A Story Unravels
"PREPARE TO Withstand Political Upheaval," the attorney general's now-ousted chief of staff wrote in an e-mail to the White House as the administration prepared to fire a number of U.S. attorneys last year. About that, at least, D. Kyle Sampson was right. Attorney General Alberto R. Gonzales, whose tenure in office has served only to deepen our conviction that he should never have been confirmed, has dismissed the firings as an "overblown personnel matter" and assured lawmakers that "I would never, ever make a change in a U.S. attorney position for political reasons." It's become clear, most recently and pointedly with the release of e-mails between Mr. Sampson and former White House counsel Harriet E. Miers, that Mr. Gonzales's assurances can't be trusted. The stench of politics surrounding the firings grows daily: from the original, harebrained idea of the hapless Ms. Miers to can all 93 U.S. attorneys; to the involvement of the president's chief political adviser, Karl Rove; to the improper intervention of lawmakers and a senior congressional aide; to the misleading -- at best -- accounts from Mr. Gonzales and other top Justice Department officials.

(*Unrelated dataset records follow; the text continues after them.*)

// 🧾 Run Envelope - wraps any report with run id, timestamp and input fingerprints

use crate::table::Table;
use chrono::{DateTime, Utc};
use serde::{Deserialize, Serialize};
use uuid::Uuid;

/// Identifies one input table by content
#[derive(Debug, Clone, PartialEq, Serialize, Deserialize)]
pub struct InputFingerprint {
    pub path: String,
    pub sha256: String,
    pub rows: usize,
}

impl InputFingerprint {
    pub fn of(path: impl Into<String>, table: &Table) -> Self {
        InputFingerprint {
            path: path.into(),
            sha256: table.fingerprint(),
            rows: table.len(),
        }
    }
}

#[derive(Debug, Clone, PartialEq, Serialize, Deserialize)]
pub struct RunEnvelope<T> {
    pub run_id: Uuid,
    pub generated_at: DateTime<Utc>,
    pub inputs: Vec<InputFingerprint>,
    pub payload: T,
}

impl<T: Serialize> RunEnvelope<T> {
    pub fn new(inputs: Vec<InputFingerprint>, payload: T) -> Self {
        RunEnvelope {
            run_id: Uuid::new_v4(),
            generated_at: Utc::now(),
            inputs,
            payload,
        }
    }

    pub fn to_json(&self) -> serde_json::Result<String> {
        serde_json::to_string_pretty(self)
    }
}

#[cfg(test)]
mod tests {
    use super::*;

    #[test]
    fn test_envelope_shape() {
        let table = Table::from_csv_reader("a,b\n1,2\n".as_bytes()).unwrap();
        let envelope = RunEnvelope::new(vec![InputFingerprint::of("in.csv", &table)], vec![1, 2, 3]);

        let json: serde_json::Value = serde_json::from_str(&envelope.to_json().unwrap()).unwrap();
        assert_eq!(json["inputs"][0]["path"], "in.csv");
        assert_eq!(json["inputs"][0]["rows"], 1);
        assert_eq!(json["inputs"][0]["sha256"].as_str().map(str::len), Some(64));
        assert_eq!(json["payload"], serde_json::json!([1, 2, 3]));
        assert!(json["run_id"].is_string());
    }

    #[test]
    fn test_run_ids_are_unique() {
        let a = RunEnvelope::new(Vec::new(), ());
        let b = RunEnvelope::new(Vec::new(), ());
        assert_ne!(a.run_id, b.run_id);
    }
}
// ============================================================================
// VALIDATOR
// ============================================================================

/// Row validator.
///
/// Each row goes through the same fixed stages and stops at the first
/// failure:
///
/// 1. required-field presence (registry order)
/// 2. type coercion: amounts, quantity, date
/// 3. normalization: trimming, country and state codes
/// 4. enumerated values: currency, marketplace, entity, purpose, tax flag
/// 5. cross-field rules from the [`RuleSet`], in list order
pub struct Validator {
    registry: FieldRegistry,
    rules: RuleSet,
}

impl Validator {
    pub fn new() -> Self {
        Self::with_tolerance(DEFAULT_TOLERANCE)
    }

    pub fn with_tolerance(tolerance: f64) -> Self {
        Validator {
            registry: FieldRegistry::new(),
            rules: RuleSet::standard(tolerance),
        }
    }

    pub fn with_rules(registry: FieldRegistry, rules: RuleSet) -> Self {
        Validator { registry, rules }
    }

    pub fn registry(&self) -> &FieldRegistry {
        &self.registry
    }

    pub fn rules(&self) -> &RuleSet {
        &self.rules
    }

    /// Validate one row into a normalized record
    pub fn validate_row(&self, row: &Row) -> Result<TransactionRecord, ValidationError> {
        // Stage 1: presence
        for field in self.registry.required_fields() {
            if cell(row, &field.name).is_blank() {
                return Err(ValidationError::missing(&field.name));
            }
        }

        // Stage 2: coercion
        let transaction_total = parse_decimal(row, col::TRANSACTION_TOTAL)?;
        let transaction_subtotal = parse_decimal(row, col::TRANSACTION_SUBTOTAL)?;
        let transaction_tax = parse_decimal(row, col::TRANSACTION_TAX)?;
        let transaction_shipping_handling = parse_decimal(row, col::TRANSACTION_SHIPPING_HANDLING)?;
        let transaction_discount = parse_decimal(row, col::TRANSACTION_DISCOUNT)?;
        let line_item_amount = parse_decimal(row, col::LINE_ITEM_AMOUNT)?;
        let line_item_quantity = parse_integer(row, col::LINE_ITEM_QUANTITY)?;
        let line_item_discount = parse_decimal(row, col::LINE_ITEM_DISCOUNT)?;
        let line_item_shipping_handling = parse_decimal(row, col::LINE_ITEM_SHIPPING_HANDLING)?;
        let transaction_date = parse_date(row, col::TRANSACTION_DATE)?;

        // Stage 3: normalization
        let transaction_id = required_text(row, col::TRANSACTION_ID)?;
        let line_item_id = required_text(row, col::LINE_ITEM_ID)?;
        let ship_to_country =
            normalize_country(col::SHIP_TO_COUNTRY, &required_text(row, col::SHIP_TO_COUNTRY)?)?;
        let ship_from_country = match optional_text(row, col::SHIP_FROM_COUNTRY) {
            Some(v) => Some(normalize_country(col::SHIP_FROM_COUNTRY, &v)?),
            None => None,
        };
        let ship_to_state = normalize_state(col::SHIP_TO_STATE, optional_text(row, col::SHIP_TO_STATE))?;
        let ship_from_state =
            normalize_state(col::SHIP_FROM_STATE, optional_text(row, col::SHIP_FROM_STATE))?;

        // Stage 4: enumerations
        let currency = required_code::<Currency>(row)?;
        let transaction_marketplace = optional_code::<Marketplace>(row)?;
        let transaction_entity = optional_code::<Entity>(row)?;
        let transaction_purpose = optional_code::<Purpose>(row)?;
        let transaction_recalculate_tax = optional_code::<TaxFlag>(row)?;

        let record = TransactionRecord {
            transaction_id,
            transaction_parent_id: optional_text(row, col::TRANSACTION_PARENT_ID),
            transaction_date,
            transaction_total,
            transaction_subtotal,
            transaction_tax,
            transaction_shipping_handling,
            transaction_discount,
            currency,
            transaction_marketplace,
            transaction_entity,
            transaction_purpose,
            transaction_recalculate_tax,
            ship_to_address1: optional_text(row, col::SHIP_TO_ADDRESS1),
            ship_to_address2: optional_text(row, col::SHIP_TO_ADDRESS2),
            ship_to_city: optional_text(row, col::SHIP_TO_CITY),
            ship_to_state,
            ship_to_zip: optional_text(row, col::SHIP_TO_ZIP),
            ship_to_country,
            ship_from_address1: optional_text(row, col::SHIP_FROM_ADDRESS1),
            ship_from_address2: optional_text(row, col::SHIP_FROM_ADDRESS2),
            ship_from_city: optional_text(row, col::SHIP_FROM_CITY),
            ship_from_state,
            ship_from_zip: optional_text(row, col::SHIP_FROM_ZIP),
            ship_from_country,
            line_item_id,
            line_item_amount,
            line_item_quantity,
            line_item_discount,
            line_item_shipping_handling,
            line_item_product_name: optional_text(row, col::LINE_ITEM_PRODUCT_NAME),
            line_item_product_tax_code: optional_text(row, col::LINE_ITEM_PRODUCT_TAX_CODE),
        };

        // Stage 5: cross-field rules
        self.rules.check(&record)?;

        Ok(record)
    }

    /// Partition rows into valid and invalid, keeping each row's index.
    ///
    /// Every input row lands in exactly one of the two collections.
    pub fn validate_rows(&self, rows: &[Row]) -> ValidationOutcome {
        let mut outcome = ValidationOutcome::default();

        for (row_index, row) in rows.iter().enumerate() {
            match self.validate_row(row) {
                Ok(record) => outcome.valid.push(ValidRecord { row_index, record }),
                Err(error) => {
                    let transaction_id = cell(row, col::TRANSACTION_ID).text();
                    tracing::debug!(
                        row = row_index,
                        transaction_id = transaction_id.as_deref().unwrap_or("Unknown"),
                        kind = error.kind.name(),
                        "row rejected: {}",
                        error.message
                    );
                    outcome.invalid.push(InvalidRecord {
                        row_index,
                        transaction_id,
                        kind: error.kind,
                        error: error.message,
                    });
                }
            }
        }

        outcome
    }

    pub fn validate_table(&self, table: &Table) -> ValidationOutcome {
        let unknown = self.registry.unknown_columns(&table.columns);
        if !unknown.is_empty() {
            tracing::debug!(columns = ?unknown, "ignoring unknown columns");
        }

        let outcome = self.validate_rows(&table.rows);
        outcome.log_summary();
        outcome
    }
}
//! Monitoring schedule DTOs
//!
//! These types are also deserialized from schedule descriptions so that an
//! update can start from the configuration the platform currently holds.

use serde::{Deserialize, Serialize};
use std::collections::BTreeMap;

use crate::dto::common::{ClusterConfig, NetworkConfig, S3Output, StoppingCondition, Tag};

/// Request to create a monitoring schedule
#[derive(Debug, Clone, PartialEq, Serialize, Deserialize)]
#[serde(rename_all = "PascalCase")]
pub struct CreateMonitoringScheduleRequest {
    pub monitoring_schedule_name: String,
    pub monitoring_schedule_config: MonitoringScheduleConfig,
    #[serde(default, skip_serializing_if = "Vec::is_empty")]
    pub tags: Vec<Tag>,
}

/// Request to replace the configuration of an existing schedule
#[derive(Debug, Clone, PartialEq, Serialize, Deserialize)]
#[serde(rename_all = "PascalCase")]
pub struct UpdateMonitoringScheduleRequest {
    pub monitoring_schedule_name: String,
    pub monitoring_schedule_config: MonitoringScheduleConfig,
}

#[derive(Debug, Clone, PartialEq, Serialize, Deserialize)]
#[serde(rename_all = "PascalCase")]
pub struct MonitoringScheduleConfig {
    #[serde(default, skip_serializing_if = "Option::is_none")]
    pub schedule_config: Option<ScheduleConfig>,
    pub monitoring_job_definition: MonitoringJobDefinition,
}

/// Cron trigger of a schedule
#[derive(Debug, Clone, PartialEq, Eq, Serialize, Deserialize)]
#[serde(rename_all = "PascalCase")]
pub struct ScheduleConfig {
    pub schedule_expression: String,
}

#[derive(Debug, Clone, PartialEq, Serialize, Deserialize)]
#[serde(rename_all = "PascalCase")]
pub struct MonitoringJobDefinition {
    #[serde(default, skip_serializing_if = "Option::is_none")]
    pub baseline_config: Option<BaselineConfig>,
    pub monitoring_inputs: Vec<MonitoringInput>,
    pub monitoring_output_config: MonitoringOutputConfig,
    pub monitoring_resources: MonitoringResources,
    pub monitoring_app_specification: MonitoringAppSpecification,
    #[serde(default, skip_serializing_if = "Option::is_none")]
    pub stopping_condition: Option<StoppingCondition>,
    #[serde(default, skip_serializing_if = "Option::is_none")]
    pub environment: Option<BTreeMap<String, String>>,
    #[serde(default, skip_serializing_if = "Option::is_none")]
    pub network_config: Option<NetworkConfig>,
    pub role_arn: String,
}

/// Baseline artifacts executions compare against
#[derive(Debug, Clone, Default, PartialEq, Eq, Serialize, Deserialize)]
#[serde(rename_all = "PascalCase")]
pub struct BaselineConfig {
    #[serde(default, skip_serializing_if = "Option::is_none")]
    pub constraints_resource: Option<S3Resource>,
    #[serde(default, skip_serializing_if = "Option::is_none")]
    pub statistics_resource: Option<S3Resource>,
}

#[derive(Debug, Clone, PartialEq, Eq, Serialize, Deserialize)]
#[serde(rename_all = "PascalCase")]
pub struct S3Resource {
    pub s3_uri: String,
}

#[derive(Debug, Clone, PartialEq, Eq, Serialize, Deserialize)]
#[serde(rename_all = "PascalCase")]
pub struct MonitoringInput {
    pub endpoint_input: EndpointInput,
}

/// Captured endpoint traffic fed to a monitoring execution
#[derive(Debug, Clone, PartialEq, Eq, Serialize, Deserialize)]
#[serde(rename_all = "PascalCase")]
pub struct EndpointInput {
    pub endpoint_name: String,
    pub local_path: String,
    pub s3_input_mode: String,
    pub s3_data_distribution_type: String,
}

#[derive(Debug, Clone, PartialEq, Eq, Serialize, Deserialize)]
#[serde(rename_all = "PascalCase")]
pub struct MonitoringOutputConfig {
    pub monitoring_outputs: Vec<MonitoringOutput>,
    #[serde(default, skip_serializing_if = "Option::is_none")]
    pub kms_key_id: Option<String>,
}

#[derive(Debug, Clone, PartialEq, Eq, Serialize, Deserialize)]
#[serde(rename_all = "PascalCase")]
pub struct MonitoringOutput {
    pub s3_output: S3Output,
}

#[derive(Debug, Clone, PartialEq, Eq, Serialize, Deserialize)]
#[serde(rename_all = "PascalCase")]
pub struct MonitoringResources {
    pub cluster_config: ClusterConfig,
}

/// Analyzer container of a monitoring execution
#[derive(Debug, Clone, PartialEq, Eq, Serialize, Deserialize)]
#[serde(rename_all = "PascalCase")]
pub struct MonitoringAppSpecification {
    pub image_uri: String,
    #[serde(default, skip_serializing_if = "Option::is_none")]
    pub container_entrypoint: Option<Vec<String>>,
    #[serde(default, skip_serializing_if = "Option::is_none")]
    pub container_arguments: Option<Vec<String>>,
    #[serde(default, skip_serializing_if = "Option::is_none")]
    pub record_preprocessor_source_uri: Option<String>,
    #[serde(default, skip_serializing_if = "Option::is_none")]
    pub post_analytics_processor_source_uri: Option<String>,
}
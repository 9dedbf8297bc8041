//! In-memory platform used by the integration tests
//!
//! [`FakePlatform`] implements the control plane, blob storage and inference
//! runtime over one shared state. Jobs and endpoints walk through scripted
//! status sequences, every call is counted, and any operation can be made to
//! fail for one resource name.

#![allow(dead_code)]

use async_trait::async_trait;
use chrono::{Duration as ChronoDuration, Utc};
use serde::Serialize;
use serde_json::{Value, json};
use std::collections::{HashMap, VecDeque};
use std::sync::{Arc, Mutex, MutexGuard};
use std::time::Duration;

use mlplane_client::session::{BlobStore, ControlPlane, InferenceRuntime, InvokeRequest, InvokeResponse};
use mlplane_client::{ClientConfig, ClientError, Result, S3Uri, Session};
use mlplane_core::domain::candidate::Candidate;
use mlplane_core::domain::description::Description;
use mlplane_core::domain::job::{JobKind, JobStatus};
use mlplane_core::domain::log::{LogEntry, LogPage};
use mlplane_core::domain::schedule::{ExecutionStatus, ExecutionSummary, ScheduleStatus, ScheduleSummary};
use mlplane_core::dto::automl::{CreateAutoMlJobRequest, ListCandidatesRequest};
use mlplane_core::dto::endpoint::{CreateEndpointConfigRequest, CreateModelRequest, EndpointRequest};
use mlplane_core::dto::monitoring::{CreateMonitoringScheduleRequest, UpdateMonitoringScheduleRequest};
use mlplane_core::dto::processing::{CreateProcessingJobRequest, ListJobsFilter};

pub const TEST_BUCKET: &str = "test-bucket";
pub const TEST_REGION: &str = "us-west-2";
pub const TEST_ACCOUNT: &str = "123456789012";

/// Installs a test writer subscriber honoring `RUST_LOG`
pub fn init_tracing() {
    let _ = tracing_subscriber::fmt()
        .with_env_filter(tracing_subscriber::EnvFilter::from_default_env())
        .with_test_writer()
        .try_init();
}

#[derive(Debug)]
struct FakeJob {
    kind: JobKind,
    description: Value,
    statuses: VecDeque<JobStatus>,
    logs: Vec<LogEntry>,
}

#[derive(Debug, Default)]
struct State {
    jobs: HashMap<String, FakeJob>,
    job_script: HashMap<JobKind, Vec<JobStatus>>,
    candidates: HashMap<String, Vec<Candidate>>,

    schedules: HashMap<String, Value>,
    executions: HashMap<String, Vec<ExecutionSummary>>,

    models: HashMap<String, Value>,
    endpoint_configs: HashMap<String, Value>,
    endpoints: HashMap<String, Value>,
    endpoint_statuses: HashMap<String, VecDeque<String>>,
    endpoint_script: Vec<String>,

    blobs: HashMap<String, Vec<u8>>,
    invocations: Vec<InvokeRequest>,
    invoke_response: Option<InvokeResponse>,

    failures: HashMap<(String, String), (u16, String)>,
    calls: HashMap<String, usize>,
    requests: Vec<(String, Value)>,
}

/// In-memory double of the three platform services
#[derive(Debug, Clone, Default)]
pub struct FakePlatform {
    state: Arc<Mutex<State>>,
}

"I am fully committed, as the administration's fully committed, to ensure that, with respect to every United States attorney position in this country, we will have a presidentially appointed, Senate-confirmed United States attorney," Mr. Gonzales assured the Senate Judiciary Committee in January. Deputy Attorney General Paul J. McNulty has also asserted that the administration, in firing the prosecutors, was not trying to abuse its new authority, slipped into the reauthorization of the Patriot Act, to name interim U.S. attorneys who could serve indefinitely without Senate confirmation. "The attorney general's appointment authority has not and will not be used to circumvent the confirmation process," Mr. McNulty testified. "All accusations in this regard are contrary to the clear factual record."
Mr. Sampson's e-mail messages to the White House belie those assertions. Although later plans envisioned confirmation, he initially urged the White House to use the new interim appointment authority, a move that he said would let the administration "give far less deference to home state senators and thereby get (1) our preferred person appointed and (2) do it far faster and more efficiently at less political costs to the White House." Mr. Sampson has resigned, supposedly because he failed to be forthcoming with his bosses about what happened. But if the top officials at Justice can't get a straight answer from their own aide, what are they doing running the department?
Now that the political costs are higher than the administration could have imagined, now that senior officials have squandered their claim to credibility, it is imperative that the entire story of the firings be uncovered. As we have said previously, the administration is entitled to prosecutors who reflect its policies and carry out its priorities. It is not entitled to treat federal prosecutors like political pawns -- nor is it entitled, any longer, to the benefit of the doubt about the propriety of its conduct.
Mr. Gonzales can make self-serving declarations about his belief in "accountability," as he did at a news conference yesterday; he can proclaim his plans to "ascertain what happened here . . . and take corrective actions." Nothing in his record gives any reason for confidence that anything will change in a department under his leadership.